▸ Exercise description
How many lines in the records below contain "DecodingKey"? Reply with the number alone.

Records from a data source:
*** Block opens ***

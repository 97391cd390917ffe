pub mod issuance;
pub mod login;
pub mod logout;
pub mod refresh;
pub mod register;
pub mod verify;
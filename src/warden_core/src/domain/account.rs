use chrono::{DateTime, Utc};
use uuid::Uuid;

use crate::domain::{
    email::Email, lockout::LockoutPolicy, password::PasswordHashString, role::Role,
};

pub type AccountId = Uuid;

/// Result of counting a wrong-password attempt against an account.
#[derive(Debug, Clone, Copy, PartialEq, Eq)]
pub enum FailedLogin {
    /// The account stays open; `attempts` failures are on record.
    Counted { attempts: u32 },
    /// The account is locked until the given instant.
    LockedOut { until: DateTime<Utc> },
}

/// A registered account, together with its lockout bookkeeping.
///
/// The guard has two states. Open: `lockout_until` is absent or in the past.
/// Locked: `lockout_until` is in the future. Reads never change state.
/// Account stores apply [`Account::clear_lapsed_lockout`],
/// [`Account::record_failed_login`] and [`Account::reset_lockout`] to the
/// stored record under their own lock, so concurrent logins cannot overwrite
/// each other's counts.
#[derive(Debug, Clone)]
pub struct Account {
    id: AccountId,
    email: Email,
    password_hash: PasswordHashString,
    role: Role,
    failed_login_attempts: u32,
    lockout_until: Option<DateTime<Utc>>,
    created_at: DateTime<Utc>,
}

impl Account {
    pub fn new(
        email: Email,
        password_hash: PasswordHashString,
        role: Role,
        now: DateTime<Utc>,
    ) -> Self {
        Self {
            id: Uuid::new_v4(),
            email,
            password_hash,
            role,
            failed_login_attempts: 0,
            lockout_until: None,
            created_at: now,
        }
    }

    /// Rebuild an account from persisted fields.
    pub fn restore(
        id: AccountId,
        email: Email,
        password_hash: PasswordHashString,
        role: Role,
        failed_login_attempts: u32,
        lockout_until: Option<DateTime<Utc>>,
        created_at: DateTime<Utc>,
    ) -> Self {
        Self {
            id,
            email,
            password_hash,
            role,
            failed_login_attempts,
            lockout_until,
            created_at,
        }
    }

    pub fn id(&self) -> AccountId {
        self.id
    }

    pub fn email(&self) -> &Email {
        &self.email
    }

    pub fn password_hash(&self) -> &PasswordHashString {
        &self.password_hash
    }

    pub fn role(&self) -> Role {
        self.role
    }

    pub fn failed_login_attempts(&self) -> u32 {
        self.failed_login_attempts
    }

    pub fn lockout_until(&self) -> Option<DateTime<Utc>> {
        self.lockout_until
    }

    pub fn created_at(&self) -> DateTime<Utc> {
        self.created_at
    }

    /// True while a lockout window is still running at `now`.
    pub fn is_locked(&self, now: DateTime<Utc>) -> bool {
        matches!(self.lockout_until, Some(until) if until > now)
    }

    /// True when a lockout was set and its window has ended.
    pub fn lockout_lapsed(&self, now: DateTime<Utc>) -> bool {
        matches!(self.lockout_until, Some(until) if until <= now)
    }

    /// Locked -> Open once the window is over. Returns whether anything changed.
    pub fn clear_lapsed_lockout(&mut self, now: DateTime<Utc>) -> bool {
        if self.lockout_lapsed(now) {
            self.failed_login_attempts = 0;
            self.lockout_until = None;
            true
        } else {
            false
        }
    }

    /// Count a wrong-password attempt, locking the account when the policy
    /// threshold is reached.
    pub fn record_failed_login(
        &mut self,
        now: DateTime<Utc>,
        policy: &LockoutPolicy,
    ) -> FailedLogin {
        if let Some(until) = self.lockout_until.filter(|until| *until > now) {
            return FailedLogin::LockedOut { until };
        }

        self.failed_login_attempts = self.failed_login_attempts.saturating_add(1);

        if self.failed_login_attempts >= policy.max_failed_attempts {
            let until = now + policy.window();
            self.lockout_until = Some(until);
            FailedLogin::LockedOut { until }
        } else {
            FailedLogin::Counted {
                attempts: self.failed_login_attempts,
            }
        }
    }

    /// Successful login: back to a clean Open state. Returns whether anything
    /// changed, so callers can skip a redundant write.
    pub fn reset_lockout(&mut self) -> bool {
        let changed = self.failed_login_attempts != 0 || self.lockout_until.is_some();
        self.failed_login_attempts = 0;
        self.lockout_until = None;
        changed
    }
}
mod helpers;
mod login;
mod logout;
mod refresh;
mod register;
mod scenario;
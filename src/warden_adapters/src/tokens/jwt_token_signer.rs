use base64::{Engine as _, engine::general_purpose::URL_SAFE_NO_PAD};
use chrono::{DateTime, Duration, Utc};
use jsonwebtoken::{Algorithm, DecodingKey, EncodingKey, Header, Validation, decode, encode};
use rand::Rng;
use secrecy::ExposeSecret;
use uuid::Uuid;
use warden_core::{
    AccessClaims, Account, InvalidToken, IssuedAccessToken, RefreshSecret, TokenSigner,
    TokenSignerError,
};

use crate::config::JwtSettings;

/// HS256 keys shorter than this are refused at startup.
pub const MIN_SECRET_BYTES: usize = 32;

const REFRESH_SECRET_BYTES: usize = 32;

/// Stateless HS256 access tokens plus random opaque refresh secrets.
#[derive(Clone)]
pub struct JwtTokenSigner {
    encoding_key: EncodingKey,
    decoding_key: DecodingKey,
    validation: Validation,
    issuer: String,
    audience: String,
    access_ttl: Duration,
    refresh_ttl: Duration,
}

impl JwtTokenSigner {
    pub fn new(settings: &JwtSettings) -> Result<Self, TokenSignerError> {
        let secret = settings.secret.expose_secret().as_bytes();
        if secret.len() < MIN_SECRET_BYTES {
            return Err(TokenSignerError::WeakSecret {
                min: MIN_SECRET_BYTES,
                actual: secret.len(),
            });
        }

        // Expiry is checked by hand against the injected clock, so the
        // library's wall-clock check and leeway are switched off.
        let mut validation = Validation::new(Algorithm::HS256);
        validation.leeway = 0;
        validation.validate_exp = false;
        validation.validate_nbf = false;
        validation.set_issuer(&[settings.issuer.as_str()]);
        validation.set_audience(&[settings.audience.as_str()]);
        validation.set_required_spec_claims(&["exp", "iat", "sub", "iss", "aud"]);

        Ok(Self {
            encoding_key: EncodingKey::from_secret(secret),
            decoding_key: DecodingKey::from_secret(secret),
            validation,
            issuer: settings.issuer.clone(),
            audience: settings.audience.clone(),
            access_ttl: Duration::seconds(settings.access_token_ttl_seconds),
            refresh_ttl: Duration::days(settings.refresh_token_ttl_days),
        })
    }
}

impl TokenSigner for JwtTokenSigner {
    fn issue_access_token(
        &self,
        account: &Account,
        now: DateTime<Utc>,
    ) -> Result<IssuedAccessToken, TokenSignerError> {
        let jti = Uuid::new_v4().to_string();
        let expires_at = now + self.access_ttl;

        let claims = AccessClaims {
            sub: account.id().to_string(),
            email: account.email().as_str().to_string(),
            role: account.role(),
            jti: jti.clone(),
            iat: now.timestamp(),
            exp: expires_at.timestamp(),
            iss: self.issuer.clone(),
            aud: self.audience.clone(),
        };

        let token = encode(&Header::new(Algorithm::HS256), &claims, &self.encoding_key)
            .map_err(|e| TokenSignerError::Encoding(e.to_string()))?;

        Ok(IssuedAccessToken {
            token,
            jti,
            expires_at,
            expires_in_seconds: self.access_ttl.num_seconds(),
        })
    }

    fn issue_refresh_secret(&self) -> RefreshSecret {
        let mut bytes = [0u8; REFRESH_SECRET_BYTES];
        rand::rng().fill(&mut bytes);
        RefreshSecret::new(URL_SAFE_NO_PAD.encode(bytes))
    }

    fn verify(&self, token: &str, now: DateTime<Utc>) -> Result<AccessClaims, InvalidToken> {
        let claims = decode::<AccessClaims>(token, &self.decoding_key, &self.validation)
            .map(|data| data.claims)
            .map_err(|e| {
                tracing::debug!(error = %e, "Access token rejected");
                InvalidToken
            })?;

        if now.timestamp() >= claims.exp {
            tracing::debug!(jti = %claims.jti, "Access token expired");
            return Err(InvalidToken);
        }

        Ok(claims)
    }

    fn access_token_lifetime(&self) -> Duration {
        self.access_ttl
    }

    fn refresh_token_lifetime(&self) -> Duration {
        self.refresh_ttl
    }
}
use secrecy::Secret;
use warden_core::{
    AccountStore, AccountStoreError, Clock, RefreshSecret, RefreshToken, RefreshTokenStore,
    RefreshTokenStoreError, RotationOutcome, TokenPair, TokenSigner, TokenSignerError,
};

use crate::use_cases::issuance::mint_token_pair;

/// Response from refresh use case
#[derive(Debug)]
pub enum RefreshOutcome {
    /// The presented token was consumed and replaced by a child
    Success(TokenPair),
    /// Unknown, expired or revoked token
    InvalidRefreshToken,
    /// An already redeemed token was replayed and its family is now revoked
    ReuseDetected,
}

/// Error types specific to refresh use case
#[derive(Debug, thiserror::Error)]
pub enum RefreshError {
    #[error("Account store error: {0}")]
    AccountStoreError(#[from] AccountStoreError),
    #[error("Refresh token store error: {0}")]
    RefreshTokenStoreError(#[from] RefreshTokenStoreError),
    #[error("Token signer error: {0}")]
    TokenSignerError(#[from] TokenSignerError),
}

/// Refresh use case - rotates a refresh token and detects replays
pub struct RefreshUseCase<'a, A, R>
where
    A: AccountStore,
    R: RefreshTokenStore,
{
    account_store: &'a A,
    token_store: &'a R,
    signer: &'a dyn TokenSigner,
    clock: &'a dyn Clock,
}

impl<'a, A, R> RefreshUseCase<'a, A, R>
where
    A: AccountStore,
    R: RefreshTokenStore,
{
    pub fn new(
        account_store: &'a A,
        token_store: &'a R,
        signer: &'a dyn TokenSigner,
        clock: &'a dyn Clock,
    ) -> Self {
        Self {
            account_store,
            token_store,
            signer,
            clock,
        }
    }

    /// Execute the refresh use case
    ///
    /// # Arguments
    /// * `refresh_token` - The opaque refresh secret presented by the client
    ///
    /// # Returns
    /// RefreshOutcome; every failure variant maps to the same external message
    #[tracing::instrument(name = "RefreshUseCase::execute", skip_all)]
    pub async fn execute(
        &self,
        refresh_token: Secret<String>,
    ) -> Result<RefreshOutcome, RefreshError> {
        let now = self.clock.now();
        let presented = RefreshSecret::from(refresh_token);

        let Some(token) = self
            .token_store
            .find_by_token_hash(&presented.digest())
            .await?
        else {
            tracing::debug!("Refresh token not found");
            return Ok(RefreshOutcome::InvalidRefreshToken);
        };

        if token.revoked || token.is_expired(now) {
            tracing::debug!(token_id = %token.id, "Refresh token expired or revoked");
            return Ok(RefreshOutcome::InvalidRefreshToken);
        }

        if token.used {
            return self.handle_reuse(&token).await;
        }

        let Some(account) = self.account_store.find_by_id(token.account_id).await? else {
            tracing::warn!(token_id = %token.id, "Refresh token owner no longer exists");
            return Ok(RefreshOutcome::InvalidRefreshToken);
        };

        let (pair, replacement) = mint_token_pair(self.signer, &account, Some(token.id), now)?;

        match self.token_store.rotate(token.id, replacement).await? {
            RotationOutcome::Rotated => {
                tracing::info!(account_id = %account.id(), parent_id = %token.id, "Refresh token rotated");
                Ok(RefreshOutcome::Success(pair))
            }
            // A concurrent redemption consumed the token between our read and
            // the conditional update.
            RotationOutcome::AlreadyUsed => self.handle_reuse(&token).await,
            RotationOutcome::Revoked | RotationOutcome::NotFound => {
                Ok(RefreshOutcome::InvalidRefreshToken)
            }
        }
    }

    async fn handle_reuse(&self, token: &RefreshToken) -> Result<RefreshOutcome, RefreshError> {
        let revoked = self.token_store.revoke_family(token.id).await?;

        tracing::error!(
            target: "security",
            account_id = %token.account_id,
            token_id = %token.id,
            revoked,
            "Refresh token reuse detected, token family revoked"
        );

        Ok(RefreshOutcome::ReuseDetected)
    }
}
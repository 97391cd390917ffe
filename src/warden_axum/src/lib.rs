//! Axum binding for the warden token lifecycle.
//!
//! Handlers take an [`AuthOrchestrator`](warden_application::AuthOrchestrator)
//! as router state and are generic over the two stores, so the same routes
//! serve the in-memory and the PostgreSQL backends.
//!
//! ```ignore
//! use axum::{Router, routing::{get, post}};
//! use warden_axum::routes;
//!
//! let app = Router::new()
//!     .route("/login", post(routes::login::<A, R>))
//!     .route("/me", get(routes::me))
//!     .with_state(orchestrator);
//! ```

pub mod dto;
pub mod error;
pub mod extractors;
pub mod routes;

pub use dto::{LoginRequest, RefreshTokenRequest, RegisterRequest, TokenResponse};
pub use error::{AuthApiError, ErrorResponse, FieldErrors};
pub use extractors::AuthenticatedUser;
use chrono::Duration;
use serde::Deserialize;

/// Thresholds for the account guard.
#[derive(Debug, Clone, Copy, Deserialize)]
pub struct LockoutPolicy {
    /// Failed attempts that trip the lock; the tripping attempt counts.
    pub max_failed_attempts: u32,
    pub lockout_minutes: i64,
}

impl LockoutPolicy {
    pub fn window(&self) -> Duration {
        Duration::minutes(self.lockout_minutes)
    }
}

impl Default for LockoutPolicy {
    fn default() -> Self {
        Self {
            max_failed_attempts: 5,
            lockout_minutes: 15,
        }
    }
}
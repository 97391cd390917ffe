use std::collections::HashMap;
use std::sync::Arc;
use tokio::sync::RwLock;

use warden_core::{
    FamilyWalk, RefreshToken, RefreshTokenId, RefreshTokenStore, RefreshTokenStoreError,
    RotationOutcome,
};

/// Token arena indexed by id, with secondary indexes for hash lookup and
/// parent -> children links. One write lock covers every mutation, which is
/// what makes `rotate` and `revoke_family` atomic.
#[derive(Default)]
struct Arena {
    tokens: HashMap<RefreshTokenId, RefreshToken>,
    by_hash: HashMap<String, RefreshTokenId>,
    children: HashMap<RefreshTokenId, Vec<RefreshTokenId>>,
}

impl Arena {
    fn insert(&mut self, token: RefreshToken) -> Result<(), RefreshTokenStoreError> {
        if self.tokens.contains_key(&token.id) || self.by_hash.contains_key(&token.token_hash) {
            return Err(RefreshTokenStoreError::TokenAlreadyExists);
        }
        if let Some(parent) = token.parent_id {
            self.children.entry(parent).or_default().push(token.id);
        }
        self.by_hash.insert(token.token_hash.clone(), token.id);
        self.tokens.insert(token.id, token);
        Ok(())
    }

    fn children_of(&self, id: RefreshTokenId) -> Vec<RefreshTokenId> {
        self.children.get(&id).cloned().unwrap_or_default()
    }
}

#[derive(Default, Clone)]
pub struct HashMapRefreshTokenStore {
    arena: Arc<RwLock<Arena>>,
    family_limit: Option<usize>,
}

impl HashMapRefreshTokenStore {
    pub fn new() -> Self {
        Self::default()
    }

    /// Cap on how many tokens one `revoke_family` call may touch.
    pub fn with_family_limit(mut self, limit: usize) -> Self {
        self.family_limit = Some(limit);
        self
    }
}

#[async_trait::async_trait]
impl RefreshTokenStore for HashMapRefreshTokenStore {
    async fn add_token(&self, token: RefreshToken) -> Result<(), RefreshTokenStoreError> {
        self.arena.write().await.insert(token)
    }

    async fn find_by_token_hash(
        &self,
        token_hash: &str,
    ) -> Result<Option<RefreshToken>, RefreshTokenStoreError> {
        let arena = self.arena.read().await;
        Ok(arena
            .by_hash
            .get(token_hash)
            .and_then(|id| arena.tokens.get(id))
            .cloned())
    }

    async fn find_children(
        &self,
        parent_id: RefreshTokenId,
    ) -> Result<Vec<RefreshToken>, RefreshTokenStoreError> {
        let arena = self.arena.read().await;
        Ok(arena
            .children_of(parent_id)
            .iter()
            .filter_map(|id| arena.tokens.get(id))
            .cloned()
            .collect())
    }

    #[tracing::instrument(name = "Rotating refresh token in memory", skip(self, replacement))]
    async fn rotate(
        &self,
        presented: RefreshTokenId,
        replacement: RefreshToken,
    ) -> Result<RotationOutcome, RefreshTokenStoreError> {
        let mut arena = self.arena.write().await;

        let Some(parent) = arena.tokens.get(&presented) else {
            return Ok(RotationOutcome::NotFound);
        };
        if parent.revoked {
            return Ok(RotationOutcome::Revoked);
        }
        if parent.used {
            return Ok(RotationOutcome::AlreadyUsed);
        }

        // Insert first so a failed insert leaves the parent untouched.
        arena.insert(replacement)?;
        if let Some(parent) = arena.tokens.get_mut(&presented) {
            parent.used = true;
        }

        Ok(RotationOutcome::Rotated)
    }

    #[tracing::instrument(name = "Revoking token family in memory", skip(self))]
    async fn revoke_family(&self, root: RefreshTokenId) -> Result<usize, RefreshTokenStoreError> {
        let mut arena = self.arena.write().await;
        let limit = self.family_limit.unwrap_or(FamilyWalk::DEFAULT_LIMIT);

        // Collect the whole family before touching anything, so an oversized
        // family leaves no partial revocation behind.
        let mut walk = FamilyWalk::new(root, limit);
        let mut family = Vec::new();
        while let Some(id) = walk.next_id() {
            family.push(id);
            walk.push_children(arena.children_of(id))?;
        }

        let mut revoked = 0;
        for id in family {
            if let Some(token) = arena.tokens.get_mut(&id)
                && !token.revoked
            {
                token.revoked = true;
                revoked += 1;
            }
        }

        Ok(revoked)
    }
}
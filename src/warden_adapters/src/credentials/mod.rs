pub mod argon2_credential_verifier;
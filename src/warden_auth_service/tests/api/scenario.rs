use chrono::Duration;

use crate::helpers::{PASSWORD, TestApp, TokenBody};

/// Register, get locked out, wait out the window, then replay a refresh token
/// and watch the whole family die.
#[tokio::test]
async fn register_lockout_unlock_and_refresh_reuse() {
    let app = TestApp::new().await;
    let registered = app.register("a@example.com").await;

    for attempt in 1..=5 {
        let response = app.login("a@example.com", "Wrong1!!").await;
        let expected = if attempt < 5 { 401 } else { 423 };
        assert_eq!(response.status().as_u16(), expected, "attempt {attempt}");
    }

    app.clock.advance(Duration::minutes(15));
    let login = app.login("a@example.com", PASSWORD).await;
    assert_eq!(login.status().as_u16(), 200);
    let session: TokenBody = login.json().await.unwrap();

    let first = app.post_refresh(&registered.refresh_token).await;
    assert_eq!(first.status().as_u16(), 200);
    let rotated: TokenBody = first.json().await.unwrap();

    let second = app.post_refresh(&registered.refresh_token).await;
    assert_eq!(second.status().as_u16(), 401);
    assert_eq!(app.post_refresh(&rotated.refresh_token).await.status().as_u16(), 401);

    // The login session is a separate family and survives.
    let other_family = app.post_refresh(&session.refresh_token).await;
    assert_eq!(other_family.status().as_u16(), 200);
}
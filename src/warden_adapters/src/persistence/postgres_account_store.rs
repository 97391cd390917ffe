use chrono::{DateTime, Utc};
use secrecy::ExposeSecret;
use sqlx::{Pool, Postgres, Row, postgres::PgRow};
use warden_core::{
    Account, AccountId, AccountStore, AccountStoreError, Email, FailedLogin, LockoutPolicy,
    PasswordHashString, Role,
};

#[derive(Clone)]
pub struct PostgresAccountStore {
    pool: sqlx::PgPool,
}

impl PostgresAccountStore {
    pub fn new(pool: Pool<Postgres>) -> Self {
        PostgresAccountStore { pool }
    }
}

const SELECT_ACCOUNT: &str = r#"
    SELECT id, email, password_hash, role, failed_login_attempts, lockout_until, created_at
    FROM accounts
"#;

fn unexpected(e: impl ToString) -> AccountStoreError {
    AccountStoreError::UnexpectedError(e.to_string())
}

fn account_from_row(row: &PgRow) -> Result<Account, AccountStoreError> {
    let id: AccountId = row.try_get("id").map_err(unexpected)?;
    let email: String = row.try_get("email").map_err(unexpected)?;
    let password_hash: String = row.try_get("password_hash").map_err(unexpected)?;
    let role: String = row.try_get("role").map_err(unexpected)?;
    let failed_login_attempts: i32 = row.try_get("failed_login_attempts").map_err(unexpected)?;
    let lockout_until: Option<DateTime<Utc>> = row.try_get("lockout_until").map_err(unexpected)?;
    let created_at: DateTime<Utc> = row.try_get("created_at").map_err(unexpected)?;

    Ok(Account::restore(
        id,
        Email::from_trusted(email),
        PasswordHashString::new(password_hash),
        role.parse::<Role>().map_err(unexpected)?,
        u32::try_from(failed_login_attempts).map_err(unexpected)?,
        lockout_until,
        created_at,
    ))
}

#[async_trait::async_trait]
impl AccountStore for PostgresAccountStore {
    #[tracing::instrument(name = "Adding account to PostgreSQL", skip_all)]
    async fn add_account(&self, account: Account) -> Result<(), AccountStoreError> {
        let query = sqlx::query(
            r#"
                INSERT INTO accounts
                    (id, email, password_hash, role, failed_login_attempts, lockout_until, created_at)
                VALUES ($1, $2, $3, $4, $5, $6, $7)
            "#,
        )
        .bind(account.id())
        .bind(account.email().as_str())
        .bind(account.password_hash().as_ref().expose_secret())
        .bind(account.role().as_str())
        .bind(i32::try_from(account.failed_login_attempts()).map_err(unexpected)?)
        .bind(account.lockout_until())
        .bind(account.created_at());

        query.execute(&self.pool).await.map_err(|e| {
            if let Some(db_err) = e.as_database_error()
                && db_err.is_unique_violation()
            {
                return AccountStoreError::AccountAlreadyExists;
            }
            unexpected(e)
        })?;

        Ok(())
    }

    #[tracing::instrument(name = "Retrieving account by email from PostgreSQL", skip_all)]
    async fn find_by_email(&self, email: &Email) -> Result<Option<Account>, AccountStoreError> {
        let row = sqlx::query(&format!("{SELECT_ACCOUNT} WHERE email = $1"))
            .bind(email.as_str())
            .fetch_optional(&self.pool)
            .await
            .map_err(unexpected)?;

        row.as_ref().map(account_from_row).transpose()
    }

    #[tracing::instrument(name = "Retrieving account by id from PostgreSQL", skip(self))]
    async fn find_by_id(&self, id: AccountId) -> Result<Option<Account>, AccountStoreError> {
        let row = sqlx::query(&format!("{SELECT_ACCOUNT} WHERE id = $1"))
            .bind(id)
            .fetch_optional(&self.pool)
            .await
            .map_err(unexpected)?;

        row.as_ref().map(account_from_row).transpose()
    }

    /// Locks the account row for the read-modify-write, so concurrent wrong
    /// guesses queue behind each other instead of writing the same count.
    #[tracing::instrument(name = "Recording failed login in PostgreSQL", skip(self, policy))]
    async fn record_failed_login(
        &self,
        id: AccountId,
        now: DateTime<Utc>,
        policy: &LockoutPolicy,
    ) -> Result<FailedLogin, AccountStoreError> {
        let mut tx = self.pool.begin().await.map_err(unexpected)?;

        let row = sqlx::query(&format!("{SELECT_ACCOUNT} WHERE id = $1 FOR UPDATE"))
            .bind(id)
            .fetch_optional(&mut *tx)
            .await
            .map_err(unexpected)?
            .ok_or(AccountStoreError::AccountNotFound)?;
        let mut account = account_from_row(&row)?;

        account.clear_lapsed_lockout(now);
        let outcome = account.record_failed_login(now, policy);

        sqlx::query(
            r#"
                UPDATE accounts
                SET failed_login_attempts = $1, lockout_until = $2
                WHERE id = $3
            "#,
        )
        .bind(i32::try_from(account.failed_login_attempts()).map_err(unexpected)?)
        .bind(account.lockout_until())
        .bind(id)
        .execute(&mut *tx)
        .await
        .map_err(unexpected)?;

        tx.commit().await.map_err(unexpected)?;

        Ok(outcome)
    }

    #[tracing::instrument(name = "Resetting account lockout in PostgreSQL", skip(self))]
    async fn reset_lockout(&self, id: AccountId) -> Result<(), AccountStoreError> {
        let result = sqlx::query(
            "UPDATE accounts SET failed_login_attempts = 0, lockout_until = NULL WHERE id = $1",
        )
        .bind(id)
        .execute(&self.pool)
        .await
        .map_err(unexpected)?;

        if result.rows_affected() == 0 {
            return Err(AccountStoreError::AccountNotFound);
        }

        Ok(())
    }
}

*** Block closes ***

▸ Result for this task
3